_Study material_.
+===+
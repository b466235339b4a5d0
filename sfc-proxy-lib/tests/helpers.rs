//! Shared frame-building helpers for the scenario tests in this directory.

use bytes::Bytes;
use sfc_proxy_lib::codec::{
    EthernetHeader, Ipv4Header, NshHeader, TcpHeader, UdpHeader, VxlanGpeHeader, ETHERTYPE_IPV4,
    ETHERTYPE_NSH, IP_PROTO_TCP, IP_PROTO_UDP, VXLAN_GPE_PORT,
};

#[allow(clippy::too_many_arguments)]
pub fn build_encapsulated(
    outer_eth_type: u16,
    outer_proto: u8,
    udp_dst_port: u16,
    inner_ip_proto: u8,
    inner_src_port: u16,
    inner_dst_port: u16,
    spi: u32,
    si: u8,
    inner_payload: &[u8],
) -> Bytes {
    let mut buf = Vec::new();

    buf.extend_from_slice(
        &EthernetHeader {
            dst: [0xAA; 6],
            src: [0xBB; 6],
            eth_type: outer_eth_type,
        }
        .pack(),
    );

    let inner_eth = EthernetHeader {
        dst: [1, 2, 3, 4, 5, 6],
        src: [6, 5, 4, 3, 2, 1],
        eth_type: ETHERTYPE_IPV4,
    }
    .pack();
    let inner_ip = Ipv4Header {
        ver_ihl_tos: 0x4500,
        total_length: (20 + 20 + inner_payload.len()) as u16,
        id: 0,
        flags_frag: 0,
        ttl: 64,
        protocol: inner_ip_proto,
        checksum: 0,
        src: [10, 0, 0, 1],
        dst: [10, 0, 0, 2],
    }
    .pack();
    let inner_tcp = TcpHeader {
        src_port: inner_src_port,
        dst_port: inner_dst_port,
        seq: 1,
        ack: 0,
        offset_reserved_flags: 5 << 12,
        window: 0,
        checksum: 0,
        urgent_ptr: 0,
    }
    .pack();

    let mut inner_frame = Vec::new();
    inner_frame.extend_from_slice(&inner_eth);
    inner_frame.extend_from_slice(&inner_ip);
    inner_frame.extend_from_slice(&inner_tcp);
    inner_frame.extend_from_slice(inner_payload);

    let vxlan = VxlanGpeHeader {
        flags: 0x0C,
        reserved1: 0,
        next_proto: 0x04,
        vni: [0, 0, 0x64],
        reserved2: 0,
    }
    .pack();
    let nsh_eth = EthernetHeader {
        dst: [7, 7, 7, 7, 7, 7],
        src: [8, 8, 8, 8, 8, 8],
        eth_type: ETHERTYPE_NSH,
    }
    .pack();
    let nsh = NshHeader {
        flags_length: (0x02 << 8) | 6,
        md_type: 1,
        next_proto: 3,
        service_path_header: (spi << 8) | u32::from(si),
        ctx: [0, 0, 0, 0],
    }
    .pack();
    let udp = UdpHeader {
        src_port: 54321,
        dst_port: udp_dst_port,
        length: (8 + vxlan.len() + nsh_eth.len() + nsh.len() + inner_frame.len()) as u16,
        checksum: 0,
    }
    .pack();
    let outer_ip = Ipv4Header {
        ver_ihl_tos: 0x4500,
        total_length: (20 + udp.len() + vxlan.len() + nsh_eth.len() + nsh.len() + inner_frame.len())
            as u16,
        id: 0,
        flags_frag: 0,
        ttl: 64,
        protocol: outer_proto,
        checksum: 0,
        src: [192, 168, 1, 1],
        dst: [192, 168, 1, 2],
    }
    .pack();

    buf.extend_from_slice(&outer_ip);
    buf.extend_from_slice(&udp);
    buf.extend_from_slice(&vxlan);
    buf.extend_from_slice(&nsh_eth);
    buf.extend_from_slice(&nsh);
    buf.extend_from_slice(&inner_frame);
    Bytes::from(buf)
}

pub fn build_encapsulated_default(
    inner_src_port: u16,
    inner_dst_port: u16,
    spi: u32,
    si: u8,
    inner_payload: &[u8],
) -> Bytes {
    build_encapsulated(
        ETHERTYPE_IPV4,
        IP_PROTO_UDP,
        VXLAN_GPE_PORT,
        IP_PROTO_TCP,
        inner_src_port,
        inner_dst_port,
        spi,
        si,
        inner_payload,
    )
}

pub fn build_bare_frame(src_port: u16, dst_port: u16) -> Bytes {
    let eth = EthernetHeader {
        dst: [1, 2, 3, 4, 5, 6],
        src: [6, 5, 4, 3, 2, 1],
        eth_type: ETHERTYPE_IPV4,
    }
    .pack();
    let ip = Ipv4Header {
        ver_ihl_tos: 0x4500,
        total_length: 40,
        id: 0,
        flags_frag: 0,
        ttl: 64,
        protocol: IP_PROTO_TCP,
        checksum: 0,
        src: [10, 0, 0, 1],
        dst: [10, 0, 0, 2],
    }
    .pack();
    let tcp = TcpHeader {
        src_port,
        dst_port,
        seq: 1,
        ack: 0,
        offset_reserved_flags: 5 << 12,
        window: 0,
        checksum: 0,
        urgent_ptr: 0,
    }
    .pack();
    let mut buf = Vec::new();
    buf.extend_from_slice(&eth);
    buf.extend_from_slice(&ip);
    buf.extend_from_slice(&tcp);
    Bytes::from(buf)
}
+===+
_Description of the task_. Copy out the records above exactly.

_Response area_.
repository b466235339b4a5d0
filename sfc-proxy-lib/tests/helpers.rs
//! Shared frame-building helpers for the scenario tests in this directory.

use bytes::Bytes;
use sfc_proxy_lib::codec::{
    EthernetHeader, Ipv4Header, NshHeader, TcpHeader, UdpHeader, VxlanGpeHeader, ETHERTYPE_IPV4,
    ETHERTYPE_NSH, IP_PROTO_TCP, IP_PROTO_UDP, VXLAN_GPE_PORT,
};

#[allow(clippy::too_many_arguments)]
pub fn build_encapsulated(
    outer_eth_type: u16,
    outer_proto: u8,
    udp_dst_port: u16,
    inner_ip_proto: u8,
    inner_src_port: u16,
    inner_dst_port: u16,
    spi: u32,
    si: u8,
    inner_payload: &[u8],
) -> Bytes {
    let mut buf = Vec::new();

    buf.extend_from_slice(
        &EthernetHeader {
            dst: [0xAA; 6],
            src: [0xBB; 6],
            eth_type: outer_eth_type,
        }
        .pack(),
    );

    let inner_eth = EthernetHeader {
        dst: [1, 2, 3, 4, 5, 6],
        src: [6, 5, 4, 3, 2, 1],
        eth_type: ETHERTYPE_IPV4,
    }
    .pack();
    let inner_ip = Ipv4Header {
        ver_ihl_tos: 0x4500,
        total_length: (20 + 20 + inner_payload.len()) as u16,
        id: 0,
        flags_frag: 0,
        ttl: 64,
        protocol: inner_ip_proto,
        checksum: 0,
        src: [10, 0, 0, 1],
        dst: [10, 0, 0, 2],
    }
    .pack();
    let inner_tcp = TcpHeader {
        src_port: inner_src_port,
        dst_port: inner_dst_port,
        seq: 1,
        ack: 0,
        offset_reserved_flags: 5 << 12,
        window: 0,
        checksum: 0,
        urgent_ptr: 0,
    }
    .pack();

    let mut inner_frame = Vec::new();
    inner_frame.extend_from_slice(&inner_eth);
    inner_frame.extend_from_slice(&inner_ip);
    inner_frame.extend_from_slice(&inner_tcp);
    inner_frame.extend_from_slice(inner_payload);

    let vxlan = VxlanGpeHeader {
        flags: 0x0C,
        reserved1: 0,
        next_proto: 0x04,
        vni: [0, 0, 0x64],
        reserved2: 0,
    }
    .pack();
    let nsh_eth = EthernetHeader {
        dst: [7, 7, 7, 7, 7, 7],
        src: [8, 8, 8, 8, 8, 8],
        eth_type: ETHERTYPE_NSH,
    }
    .pack();
    let nsh = NshHeader {
        flags_length: (0x02 << 8) | 6,
        md_type: 1,
        next_proto: 3,
        service_path_header: (spi << 8) | u32::from(si),
        ctx: [0, 0, 0, 0],
    }
    .pack();
    let udp = UdpHeader {
        src_port: 54321,
        dst_port: udp_dst_port,
        length: (8 + vxlan.len() + nsh_eth.len() + nsh.len() + inner_frame.len()) as u16,
        checksum: 0,
    }
    .pack();
    let outer_ip = Ipv4Header {
        ver_ihl_tos: 0x4500,
        total_length: (20 + udp.len() + vxlan.len() + nsh_eth.len() + nsh.len() + inner_frame.len())
            as u16,
        id: 0,
        flags_frag: 0,
        ttl: 64,
        protocol: outer_proto,
        checksum: 0,
        src: [192, 168, 1, 1],
        dst: [192, 168, 1, 2],
    }
    .pack();

    buf.extend_from_slice(&outer_ip);
    buf.extend_from_slice(&udp);
    buf.extend_from_slice(&vxlan);
    buf.extend_from_slice(&nsh_eth);
    buf.extend_from_slice(&nsh);
    buf.extend_from_slice(&inner_frame);
    Bytes::from(buf)
}

pub fn build_encapsulated_default(
    inner_src_port: u16,
    inner_dst_port: u16,
    spi: u32,
    si: u8,
    inner_payload: &[u8],
) -> Bytes {
    build_encapsulated(
        ETHERTYPE_IPV4,
        IP_PROTO_UDP,
        VXLAN_GPE_PORT,
        IP_PROTO_TCP,
        inner_src_port,
        inner_dst_port,
        spi,
        si,
        inner_payload,
    )
}

pub fn build_bare_frame(src_port: u16, dst_port: u16) -> Bytes {
    let eth = EthernetHeader {
        dst: [1, 2, 3, 4, 5, 6],
        src: [6, 5, 4, 3, 2, 1],
        eth_type: ETHERTYPE_IPV4,
    }
    .pack();
    let ip = Ipv4Header {
        ver_ihl_tos: 0x4500,
        total_length: 40,
        id: 0,
        flags_frag: 0,
        ttl: 64,
        protocol: IP_PROTO_TCP,
        checksum: 0,
        src: [10, 0, 0, 1],
        dst: [10, 0, 0, 2],
    }
    .pack();
    let tcp = TcpHeader {
        src_port,
        dst_port,
        seq: 1,
        ack: 0,
        offset_reserved_flags: 5 << 12,
        window: 0,
        checksum: 0,
        urgent_ptr: 0,
    }
    .pack();
    let mut buf = Vec::new();
    buf.extend_from_slice(&eth);
    buf.extend_from_slice(&ip);
    buf.extend_from_slice(&tcp);
    Bytes::from(buf)
}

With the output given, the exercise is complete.